## [WORK TO COMPLETE]
List each line of the data in which the string "http" appears.
### SUPPLIED INFORMATION ###
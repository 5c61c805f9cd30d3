//! Read-only index capability and typed-literal decoding.
//!
//! Typed literals live inside the index vocabulary as encoded words so that
//! their lexicographic order matches value order. The helpers here reverse
//! that encoding for the aggregate kernels.

use quiver_common::{Id, ResultType};

use crate::local_vocab::LocalVocab;

/// Prefix marking any typed literal inside the vocabulary.
pub const VALUE_PREFIX: &str = ":v:";
/// Prefix marking a float-typed literal inside the vocabulary.
pub const VALUE_FLOAT_PREFIX: &str = ":v:flt:";
/// Character closing every encoded value word.
pub const VALUE_WORD_TERMINATOR: char = ':';

/// Read-only capability onto the persistent index.
///
/// Kernels invoke it concurrently without synchronization.
pub trait Index: Send + Sync {
    /// Resolves a vocabulary id to its word.
    fn id_to_string(&self, id: Id) -> String;

    /// Resolves a text-record id to its excerpt.
    fn text_excerpt(&self, id: Id) -> String;
}

/// Encodes a float as an index word whose lexicographic order matches
/// numeric order.
pub fn convert_float_to_index_word(value: f32) -> String {
    let bits = value.to_bits();
    // Flip negative values entirely and set the sign bit on positive ones,
    // so the resulting u32 orders the same way the floats do.
    let ordered = if bits & 0x8000_0000 != 0 {
        !bits
    } else {
        bits | 0x8000_0000
    };
    format!("{VALUE_FLOAT_PREFIX}{ordered:08x}{VALUE_WORD_TERMINATOR}")
}

/// Decodes a word produced by [`convert_float_to_index_word`], with the
/// terminal character already trimmed off.
pub fn convert_index_word_to_float(word: &str) -> f32 {
    let hex = word.strip_prefix(VALUE_FLOAT_PREFIX).unwrap_or(word);
    let ordered = u32::from_str_radix(hex, 16).unwrap_or(0);
    let bits = if ordered & 0x8000_0000 != 0 {
        ordered ^ 0x8000_0000
    } else {
        !ordered
    };
    f32::from_bits(bits)
}

/// Renders an encoded value word as the literal a user would see.
pub fn convert_index_word_to_value_literal(word: &str) -> String {
    let trimmed = word.strip_suffix(VALUE_WORD_TERMINATOR).unwrap_or(word);
    if trimmed.starts_with(VALUE_FLOAT_PREFIX) {
        let value = convert_index_word_to_float(trimmed);
        format!("\"{value}\"")
    } else if let Some(rest) = trimmed.strip_prefix(VALUE_PREFIX) {
        format!("\"{rest}\"")
    } else {
        trimmed.to_string()
    }
}

/// Numeric value of a vocabulary word, when it encodes a float literal.
/// `None` for every other word.
pub fn kb_float_value(word: &str) -> Option<f32> {
    if !word.starts_with(VALUE_FLOAT_PREFIX) {
        return None;
    }
    Some(convert_index_word_to_float(&word[..word.len() - 1]))
}

/// Decodes one id into the string form GROUP_CONCAT joins, according to the
/// column's declared type.
pub fn decode_to_text(
    id: Id,
    result_type: ResultType,
    index: &dyn Index,
    sub_vocab: &LocalVocab,
) -> String {
    match result_type {
        ResultType::Verbatim => id.0.to_string(),
        ResultType::Float => id.to_float().to_string(),
        ResultType::Text => index.text_excerpt(id),
        ResultType::String => sub_vocab
            .get(id.0 as usize)
            .unwrap_or_default()
            .to_string(),
        ResultType::Kb => {
            let word = index.id_to_string(id);
            if word.starts_with(VALUE_PREFIX) {
                convert_index_word_to_value_literal(&word)
            } else {
                word
            }
        }
        ResultType::Undef => String::new(),
    }
}

#[cfg(test)]
mod tests {
    use super::*;

    #[test]
    fn float_words_round_trip() {
        for v in [0.0_f32, 1.5, -2.25, 1000.0, -0.0, f32::MAX] {
            let word = convert_float_to_index_word(v);
            assert!(word.starts_with(VALUE_FLOAT_PREFIX));
            assert!(word.ends_with(VALUE_WORD_TERMINATOR));
            let decoded = convert_index_word_to_float(&word[..word.len() - 1]);
            assert_eq!(decoded, v);
        }
    }

    #[test]
    fn float_words_order_like_their_values() {
        let values = [-1000.0_f32, -1.5, -0.5, 0.0, 0.25, 3.0, 42.0];
        let words: Vec<String> = values
            .iter()
            .map(|&v| convert_float_to_index_word(v))
            .collect();
        let mut sorted = words.clone();
        sorted.sort();
        assert_eq!(sorted, words);
    }

    #[test]
    fn kb_float_value_rejects_plain_words() {
        assert_eq!(kb_float_value("<http://example.org/a>"), None);
        assert_eq!(kb_float_value(":v:date:2020"), None);
        let word = convert_float_to_index_word(2.5);
        assert_eq!(kb_float_value(&word), Some(2.5));
    }

    #[test]
    fn value_literal_rendering() {
        let word = convert_float_to_index_word(3.5);
        assert_eq!(convert_index_word_to_value_literal(&word), "\"3.5\"");
        assert_eq!(
            convert_index_word_to_value_literal(":v:date:2020"),
            "\"date:2020\""
        );
        assert_eq!(
            convert_index_word_to_value_literal("<http://example.org/a>"),
            "<http://example.org/a>"
        );
    }
}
###
## [EXERCISE OUTPUT]
        assert_eq!(kb_float_value("<http://example.org/a>"), None);
            convert_index_word_to_value_literal("<http://example.org/a>"),
            "<http://example.org/a>"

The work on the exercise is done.